Chapter 7

Determine Collection Requirements

Abstract

Focus is placed on the requirements for gathering digital evidence from identified data sources in support of all applicable business scenarios. Establishing collection requirements enabled organizations and relevant stakeholders responsible for risk managements to communicate what their requirements are and have it distributed to the necessary support teams for implementation.

Keywords

Collection factors; Data security; Infrastructure; Metadata; Requirements
 

Introduction

As the third stage, organizations must produce a collection requirements statement so that stakeholders responsible for managing business risk scenarios, as discussed in chapter “Define Business Risk Scenarios,” can effectively communicate to those who are responsible for operating and monitoring the systems where digital evidence will be sources, as discussed in chapter “Identify Potential Data Sources.”
However, in addition to the need for defining business risk scenarios and identifying data sources, before an organization can establish a statement around the proactive gathering of digital evidence they have to ensure that a thorough assessment is performed to ensure the requirements for collecting any digital evidence is justified.

Precollection Questions

Deciding on what the organization’s requirements are for proactively gathering digital evidence requires some preliminary activities to be completed before work can begin on creating an overall statement describing exactly what these requirements are.
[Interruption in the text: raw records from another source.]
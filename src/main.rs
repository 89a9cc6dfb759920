//! Rootsolve - Arbitrary-Precision Root Finder
//!
//! Approximates a root of a single-variable function and writes the full
//! iteration table next to a one-line summary.
//!
//! # Usage
//!
//! ```bash
//! rootsolve bisection --expr "x - cos(x)" --xl 0 --xr 1
//! rootsolve newton-raphson --expr "exp(-x) - x" --derivative "-exp(-x) - 1" --x0 0
//! rootsolve batch demos/classic.toml
//! ```

use std::path::{Path, PathBuf};

use clap::{Args, Parser, Subcommand};
use tracing_subscriber::{layer::SubscriberExt, util::SubscriberInitExt, EnvFilter};

use rootsolve_core::{
    error::Result, report::writer::DEFAULT_OUTPUT_DIR, solver, write_result, BatchPlan, Bracket,
    Decimal, Fx, IterationResult, RoundingMode, RunConfig,
};

/// Arbitrary-precision root finder
#[derive(Parser, Debug)]
#[command(name = "rootsolve")]
#[command(author, version, about, long_about = None)]
struct Cli {
    /// Log every iteration
    #[arg(short, long, global = true)]
    verbose: bool,

    #[command(subcommand)]
    command: Commands,
}

#[derive(Subcommand, Debug)]
enum Commands {
    /// Bisection on f(x) = 0
    Bisection {
        #[command(flatten)]
        bracket: BracketArgs,
        #[command(flatten)]
        run: RunArgs,
    },

    /// False position (regula falsi) on f(x) = 0
    FalsePosition {
        #[command(flatten)]
        bracket: BracketArgs,
        #[command(flatten)]
        run: RunArgs,
    },

    /// Fixed-point iteration on x = g(x)
    FixedPoint {
        /// g(x)
        #[arg(long, allow_hyphen_values = true)]
        expr: String,
        /// Initial x (searched from 0 when omitted)
        #[arg(long, allow_hyphen_values = true)]
        x0: Option<Decimal>,
        #[command(flatten)]
        run: RunArgs,
    },

    /// Newton-Raphson on f(x) = 0
    NewtonRaphson {
        /// f(x)
        #[arg(long, allow_hyphen_values = true)]
        expr: String,
        /// f'(x)
        #[arg(long, allow_hyphen_values = true)]
        derivative: String,
        /// Initial x (searched from 0 when omitted)
        #[arg(long, allow_hyphen_values = true)]
        x0: Option<Decimal>,
        #[command(flatten)]
        run: RunArgs,
    },

    /// Secant on f(x) = 0
    Secant {
        /// f(x)
        #[arg(long, allow_hyphen_values = true)]
        expr: String,
        /// First seed
        #[arg(long, allow_hyphen_values = true)]
        xa: Option<Decimal>,
        /// Second seed
        #[arg(long, allow_hyphen_values = true)]
        xb: Option<Decimal>,
        #[command(flatten)]
        run: RunArgs,
    },

    /// Run every entry of a TOML plan
    Batch {
        /// Path to the plan file
        #[arg(value_name = "PLAN")]
        plan: PathBuf,
    },
}

#[derive(Args, Debug)]
struct BracketArgs {
    /// f(x)
    #[arg(long, allow_hyphen_values = true)]
    expr: String,
    /// Left end of the bracket
    #[arg(long, allow_hyphen_values = true, requires = "xr")]
    xl: Option<Decimal>,
    /// Right end of the bracket
    #[arg(long, allow_hyphen_values = true, requires = "xl")]
    xr: Option<Decimal>,
}

impl BracketArgs {
    fn bracket(&self) -> Option<Bracket> {
        self.xl.clone().zip(self.xr.clone()).map(Bracket::from)
    }
}

#[derive(Args, Debug)]
struct RunArgs {
    /// Iterations before a zero error may stop the run
    #[arg(long, default_value_t = rootsolve_core::config::DEFAULT_MIN_ITERATIONS)]
    min_iterations: usize,
    /// Hard cap on iterations
    #[arg(long, default_value_t = rootsolve_core::config::DEFAULT_MAX_ITERATIONS)]
    max_iterations: usize,
    /// Digits kept in intermediate values
    #[arg(long, default_value_t = rootsolve_core::config::DEFAULT_CALCULATION_SCALE)]
    calculation_scale: u32,
    /// Digits kept in the table and the error metric
    #[arg(long, default_value_t = rootsolve_core::config::DEFAULT_OUTPUT_SCALE)]
    scale: u32,
    /// Rounding mode
    #[arg(long, value_enum, default_value_t = RoundingMode::HalfEven)]
    rounding: RoundingMode,
    /// Candidates tried when searching an initial guess
    #[arg(long, default_value_t = rootsolve_core::config::DEFAULT_MAX_GUESS_ATTEMPTS)]
    max_guess_attempts: usize,
    /// Integer steps tried when searching a bracket
    #[arg(long, default_value_t = rootsolve_core::config::DEFAULT_MAX_SCAN_STEPS)]
    max_scan_steps: usize,
    /// Directory the result table is written to
    #[arg(short, long, default_value = DEFAULT_OUTPUT_DIR)]
    output_dir: PathBuf,
}

impl RunArgs {
    fn config(&self) -> RunConfig {
        RunConfig::new()
            .with_min_iterations(self.min_iterations)
            .with_max_iterations(self.max_iterations)
            .with_calculation_scale(self.calculation_scale)
            .with_output_scale(self.scale)
            .with_rounding(self.rounding)
            .with_max_guess_attempts(self.max_guess_attempts)
            .with_max_scan_steps(self.max_scan_steps)
    }
}

fn report(result: &IterationResult, path: &Path) {
    println!("{}", result.summary());
    println!("{}", result.termination());
    println!("Answer written to {}", path.display());
}

fn solve_and_report(result: IterationResult, dir: &Path) -> Result<()> {
    let path = write_result(&result, dir)?;
    report(&result, &path);
    Ok(())
}

fn main() -> Result<()> {
    let cli = Cli::parse();

    // RUST_LOG wins over the verbosity flag
    let default_level = if cli.verbose { "debug" } else { "warn" };
    let filter =
        EnvFilter::try_from_default_env().unwrap_or_else(|_| EnvFilter::new(default_level));
    tracing_subscriber::registry()
        .with(tracing_subscriber::fmt::layer().with_writer(std::io::stderr))
        .with(filter)
        .init();

    match cli.command {
        Commands::Bisection { bracket, run } => {
            let fx = Fx::parse(&bracket.expr)?;
            let result = solver::bisection(&fx, bracket.bracket(), &run.config())?;
            solve_and_report(result, &run.output_dir)
        }
        Commands::FalsePosition { bracket, run } => {
            let fx = Fx::parse(&bracket.expr)?;
            let result = solver::false_position(&fx, bracket.bracket(), &run.config())?;
            solve_and_report(result, &run.output_dir)
        }
        Commands::FixedPoint { expr, x0, run } => {
            let g = Fx::parse(&expr)?;
            let result = solver::fixed_point(&g, x0, &run.config())?;
            solve_and_report(result, &run.output_dir)
        }
        Commands::NewtonRaphson {
            expr,
            derivative,
            x0,
            run,
        } => {
            let f = Fx::parse(&expr)?;
            let df = Fx::parse(&derivative)?;
            let result = solver::newton_raphson(&f, &df, x0, &run.config())?;
            solve_and_report(result, &run.output_dir)
        }
        Commands::Secant { expr, xa, xb, run } => {
            let f = Fx::parse(&expr)?;
            let result = solver::secant(&f, xa, xb, &run.config())?;
            solve_and_report(result, &run.output_dir)
        }
        Commands::Batch { plan } => {
            let plan = BatchPlan::load(&plan)?;
            for (result, path) in plan.execute()? {
                report(&result, &path);
            }
            Ok(())
        }
    }
}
As the moderating factor to producing a requirements statement comes the need to complete a cost–benefit analysis (CBA).
Similar to how a CBA is used to determine if implementing a digital forensic readiness program is valuable to an organization, as discussed in chapter “Understanding Forensic Readiness,” this time around it is used to help organizations determine factors such as how much it will cost to gather the digital evidence and what benefit there is in collecting it. To determine if creating a requirements statement is beneficial, organizations have to answer several questions that focus on whether it can be done in a cost-effective manner.
To get an accurate comparison, organizations have to factor in all monetary aspects associated with conducting an investigation in reaction to an incident against the resulting impact of an incident. As a starting point, organizations can pull cost elements from their service catalog, discussed further in Appendix D: Service Catalog, to understand how administrative, technical, and physical security controls contribute to conducting a forensic investigation. Examples of cost elements that organizations must consider to be included as part of this comparison includes ongoing maintenance of governance documentation (ie, standard operating procedures (SOP)); resource allocation to facilitate both the incident management and continuous improvement activities; and the operational cost for all tools and technologies used to manage the business risk. With this initial analysis complete, a secondary comparison must be complete including all monetary aspects, tangible and intangible, associated with conducting an investigation having proactively gathered digital evidence against the resulting impact of an incident. Using results from the two comparative analyses, organizations can determine quantitative benefits of creating a requirements statement.
Question #2: Can the digital evidence be gathered without interfering with business functions and operations?
When conducted in reaction to an event, forensic investigations can require that organizations temporarily assigned several support resources to assist in the gathering of digital evidence. In some instances, the organization might realize that their ability to effectively and efficiently gather digital evidence in reaction to an incident is challenged by some type of roadblock (ie, restoration time delay). Where potential digital evidence can be proactively gathered, organizations can benefit from having digital evidence readily available when needed and not having to re-allocate resources away from their day-to-day business operations to assist. This improvement in operational efficiencies can reduce the need for resources to be temporarily removed from their normal duties and avoid any lost productivity or degradation in service availability.
Question #3: Can a forensic investigation minimize the impact or interruption to business functions and operations?
The potential for an incident to result in the loss or degradation of day-to-day business operations is a realistic scenario that most organizations face. In reaction to these events, the organization’s ability to manage the incident has a direct dependency on their capability to quickly gather and process digital evidence to understand the content and context of the incident. Having digital evidence gathered and made readily available, not only can the organization improve on the amount of time needed to investigate but they can also enable the ability to conduct proactive investigations. In addition to supporting forensic investigations, the capability to perform proactive investigations in support of security control assessments or user behavior analytics can reduce the likelihood of an event resulting in impact or interruption to the business.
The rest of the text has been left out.